>>>

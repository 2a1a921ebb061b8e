//! Ranking utilities.

use std::cmp::Reverse;
use std::collections::BinaryHeap;

/// The `k` entries with the largest counts, largest first.
///
/// Keeps a min-heap of at most `k` entries and replaces the current minimum whenever a larger
/// count shows up, so this is \(O(n \log k)\). Non-positive counts (absent or avoided ids)
/// never rank, so the result holds fewer than `k` entries whenever fewer than `k` counts are
/// positive, however many entries went in. Ties keep the entry seen first.
pub fn top_k_counts<I>(entries: I, k: usize) -> Vec<(u32, i32)>
where
    I: IntoIterator<Item = (u32, i32)>,
{
    if k == 0 {
        return Vec::new();
    }
    // (count, Reverse(seq)) orders equal counts so the earliest entry is the largest.
    let mut heap: BinaryHeap<Reverse<(i32, Reverse<usize>, u32)>> = BinaryHeap::with_capacity(k + 1);
    for (seq, (id, count)) in entries.into_iter().enumerate() {
        if count <= 0 {
            continue;
        }
        if heap.len() < k {
            heap.push(Reverse((count, Reverse(seq), id)));
        } else if let Some(&Reverse((min_count, _, _))) = heap.peek() {
            if count > min_count {
                heap.pop();
                heap.push(Reverse((count, Reverse(seq), id)));
            }
        }
    }
    let mut ranked: Vec<(i32, Reverse<usize>, u32)> = heap.into_iter().map(|Reverse(e)| e).collect();
    ranked.sort_unstable_by(|a, b| b.cmp(a));
    ranked.into_iter().map(|(count, _, id)| (id, count)).collect()
}
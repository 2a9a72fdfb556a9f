//! JOIN clause types.

use crate::expr::{Dialect, Expr};
use linkmodel_core::Value;

/// A JOIN clause.
#[derive(Debug, Clone)]
pub struct Join {
    /// Type of join
    pub join_type: JoinType,
    /// Table to join
    pub table: String,
    /// Optional table alias
    pub alias: Option<String>,
    /// ON condition
    pub on: Expr,
}

/// Types of SQL joins.
#[derive(Debug, Clone, Copy, PartialEq, Eq)]
pub enum JoinType {
    Inner,
    Left,
}

impl JoinType {
    /// Get the SQL keyword for this join type.
    pub const fn as_str(&self) -> &'static str {
        match self {
            JoinType::Inner => "INNER JOIN",
            JoinType::Left => "LEFT JOIN",
        }
    }
}

impl Join {
    /// Create an INNER JOIN.
    pub fn inner(table: impl Into<String>, on: Expr) -> Self {
        Self {
            join_type: JoinType::Inner,
            table: table.into(),
            alias: None,
            on,
        }
    }

    /// Create a LEFT JOIN.
    pub fn left(table: impl Into<String>, on: Expr) -> Self {
        Self {
            join_type: JoinType::Left,
            table: table.into(),
            alias: None,
            on,
        }
    }

    /// Set an alias for the joined table.
    pub fn alias(mut self, alias: impl Into<String>) -> Self {
        self.alias = Some(alias.into());
        self
    }

    /// Generate SQL for this JOIN clause with a specific dialect.
    ///
    /// Returns a tuple of (sql, params) since the ON condition may contain
    /// literal values that need to be bound as parameters.
    pub fn to_sql_with_dialect(&self, dialect: Dialect) -> (String, Vec<Value>) {
        let mut params = Vec::new();
        let sql = self.build_with_dialect(dialect, &mut params, 0);
        (sql, params)
    }

    /// Generate SQL and collect parameters with a specific dialect.
    ///
    /// The result starts with a space so it can be appended to a FROM clause.
    pub fn build_with_dialect(
        &self,
        dialect: Dialect,
        params: &mut Vec<Value>,
        offset: usize,
    ) -> String {
        let mut sql = format!(
            " {} {}",
            self.join_type.as_str(),
            dialect.quote_identifier(&self.table)
        );

        if let Some(alias) = &self.alias {
            sql.push_str(" AS ");
            sql.push_str(&dialect.quote_identifier(alias));
        }

        let on_sql = self.on.build_with_dialect(dialect, params, offset);
        sql.push_str(" ON ");
        sql.push_str(&on_sql);

        sql
    }
}
//! Records returned by a scope, with their read-only flag.

use linkmodel_core::{Error, Model, ReadOnlyError, Result};
use std::ops::Deref;

/// Records loaded through a scope.
///
/// Reading is always allowed (the wrapper derefs to a slice). Mutable access
/// is refused when the scope was read-only, because the rows mixed join-table
/// columns into the target's attributes.
#[derive(Debug, Clone)]
pub struct Loaded<T: Model> {
    records: Vec<T>,
    readonly: bool,
}

impl<T: Model> Loaded<T> {
    /// Wrap records loaded by a scope.
    pub fn new(records: Vec<T>, readonly: bool) -> Self {
        Self { records, readonly }
    }

    /// Whether the records must not be written back.
    pub fn is_readonly(&self) -> bool {
        self.readonly
    }

    /// Fail with [`Error::ReadOnly`] when the records are read-only.
    #[allow(clippy::result_large_err)]
    pub fn ensure_writable(&self) -> Result<()> {
        if self.readonly {
            return Err(Error::ReadOnly(ReadOnlyError {
                table: T::TABLE_NAME,
                reason: "records were loaded through an ambiguous join-table select".to_string(),
            }));
        }
        Ok(())
    }

    /// Mutable access to one record.
    #[allow(clippy::result_large_err)]
    pub fn get_mut(&mut self, index: usize) -> Result<Option<&mut T>> {
        self.ensure_writable()?;
        Ok(self.records.get_mut(index))
    }

    /// Mutable iteration over all records.
    #[allow(clippy::result_large_err)]
    pub fn iter_mut(&mut self) -> Result<std::slice::IterMut<'_, T>> {
        self.ensure_writable()?;
        Ok(self.records.iter_mut())
    }

    /// Take ownership of writable records.
    #[allow(clippy::result_large_err)]
    pub fn into_writable(self) -> Result<Vec<T>> {
        self.ensure_writable()?;
        Ok(self.records)
    }
}

impl<T: Model> Deref for Loaded<T> {
    type Target = [T];

    fn deref(&self) -> &[T] {
        &self.records
    }
}
//! Recording connection used by the unit tests.

use asupersync::{Cx, Outcome};
use linkmodel_core::{Connection, Dialect, Error, QueryError, Row, Value};
use std::future::Future;
use std::sync::{Arc, Mutex};

#[derive(Debug, Default)]
pub(crate) struct MockState {
    /// `(name, pk position)` reported by `PRAGMA table_info`.
    pub join_columns: Vec<(&'static str, i64)>,
    /// Rows returned for every other query.
    pub target_rows: Vec<Row>,
    pub next_insert_id: i64,
    pub fail_writes: bool,
    pub no_primary_keys: bool,
    pub queries: Vec<(String, Vec<Value>)>,
    pub executed: Vec<(String, Vec<Value>)>,
    pub inserted: Vec<(String, Vec<Value>)>,
}

#[derive(Debug, Clone)]
pub(crate) struct MockConnection {
    pub state: Arc<Mutex<MockState>>,
}

impl MockConnection {
    pub fn new(join_columns: Vec<(&'static str, i64)>) -> Self {
        Self {
            state: Arc::new(Mutex::new(MockState {
                join_columns,
                next_insert_id: 100,
                ..MockState::default()
            })),
        }
    }

    pub fn with_target_rows(self, rows: Vec<Row>) -> Self {
        self.state.lock().expect("lock poisoned").target_rows = rows;
        self
    }

    pub fn failing_writes(self) -> Self {
        self.state.lock().expect("lock poisoned").fail_writes = true;
        self
    }

    pub fn without_primary_keys(self) -> Self {
        self.state.lock().expect("lock poisoned").no_primary_keys = true;
        self
    }

    pub fn queries(&self) -> Vec<(String, Vec<Value>)> {
        self.state.lock().expect("lock poisoned").queries.clone()
    }

    pub fn executed(&self) -> Vec<(String, Vec<Value>)> {
        self.state.lock().expect("lock poisoned").executed.clone()
    }

    pub fn inserted(&self) -> Vec<(String, Vec<Value>)> {
        self.state.lock().expect("lock poisoned").inserted.clone()
    }

    pub fn introspections(&self) -> usize {
        self.queries()
            .iter()
            .filter(|(sql, _)| sql.starts_with("PRAGMA"))
            .count()
    }
}

fn constraint_error(sql: &str) -> Error {
    Error::Query(QueryError {
        sql: Some(sql.to_string()),
        sqlstate: Some("23505".to_string()),
        message: "UNIQUE constraint failed".to_string(),
        source: None,
    })
}

impl Connection for MockConnection {
    fn dialect(&self) -> Dialect {
        Dialect::Sqlite
    }

    fn query(
        &self,
        _cx: &Cx,
        sql: &str,
        params: &[Value],
    ) -> impl Future<Output = Outcome<Vec<Row>, Error>> + Send {
        let state = Arc::clone(&self.state);
        let sql = sql.to_string();
        let params = params.to_vec();
        async move {
            let mut guard = state.lock().expect("lock poisoned");
            guard.queries.push((sql.clone(), params));
            let rows = if sql.starts_with("PRAGMA table_info") {
                guard
                    .join_columns
                    .iter()
                    .enumerate()
                    .map(|(cid, (name, pk))| {
                        Row::new(
                            vec![
                                "cid".into(),
                                "name".into(),
                                "type".into(),
                                "notnull".into(),
                                "dflt_value".into(),
                                "pk".into(),
                            ],
                            vec![
                                Value::BigInt(i64::try_from(cid).unwrap_or(0)),
                                Value::Text((*name).to_string()),
                                Value::Text("INTEGER".into()),
                                Value::BigInt(0),
                                Value::Null,
                                Value::BigInt(*pk),
                            ],
                        )
                    })
                    .collect()
            } else {
                guard.target_rows.clone()
            };
            Outcome::Ok(rows)
        }
    }

    fn query_one(
        &self,
        cx: &Cx,
        sql: &str,
        params: &[Value],
    ) -> impl Future<Output = Outcome<Option<Row>, Error>> + Send {
        let rows = self.query(cx, sql, params);
        async move { rows.await.map(|rows| rows.into_iter().next()) }
    }

    fn execute(
        &self,
        _cx: &Cx,
        sql: &str,
        params: &[Value],
    ) -> impl Future<Output = Outcome<u64, Error>> + Send {
        let state = Arc::clone(&self.state);
        let sql = sql.to_string();
        let params = params.to_vec();
        async move {
            let mut guard = state.lock().expect("lock poisoned");
            if guard.fail_writes {
                return Outcome::Err(constraint_error(&sql));
            }
            let affected = u64::try_from(params.len().saturating_sub(1)).unwrap_or(0);
            guard.executed.push((sql, params));
            Outcome::Ok(affected)
        }
    }

    fn insert(
        &self,
        _cx: &Cx,
        sql: &str,
        params: &[Value],
    ) -> impl Future<Output = Outcome<i64, Error>> + Send {
        let state = Arc::clone(&self.state);
        let sql = sql.to_string();
        let params = params.to_vec();
        async move {
            let mut guard = state.lock().expect("lock poisoned");
            if guard.fail_writes {
                return Outcome::Err(constraint_error(&sql));
            }
            guard.inserted.push((sql, params));
            let id = guard.next_insert_id;
            guard.next_insert_id += 1;
            Outcome::Ok(id)
        }
    }

    fn supports_primary_key(&self) -> bool {
        !self.state.lock().expect("lock poisoned").no_primary_keys
    }
}

pub(crate) fn unwrap_outcome<T: std::fmt::Debug>(outcome: Outcome<T, Error>) -> T {
    match outcome {
        Outcome::Ok(v) => v,
        other => std::panic::panic_any(format!("unexpected outcome: {other:?}")),
    }
}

<<<

» Work request
From the data above, pick out each line containing "parameters" and copy it.

» Exercise output
    /// literal values that need to be bound as parameters.
    /// Generate SQL and collect parameters with a specific dialect.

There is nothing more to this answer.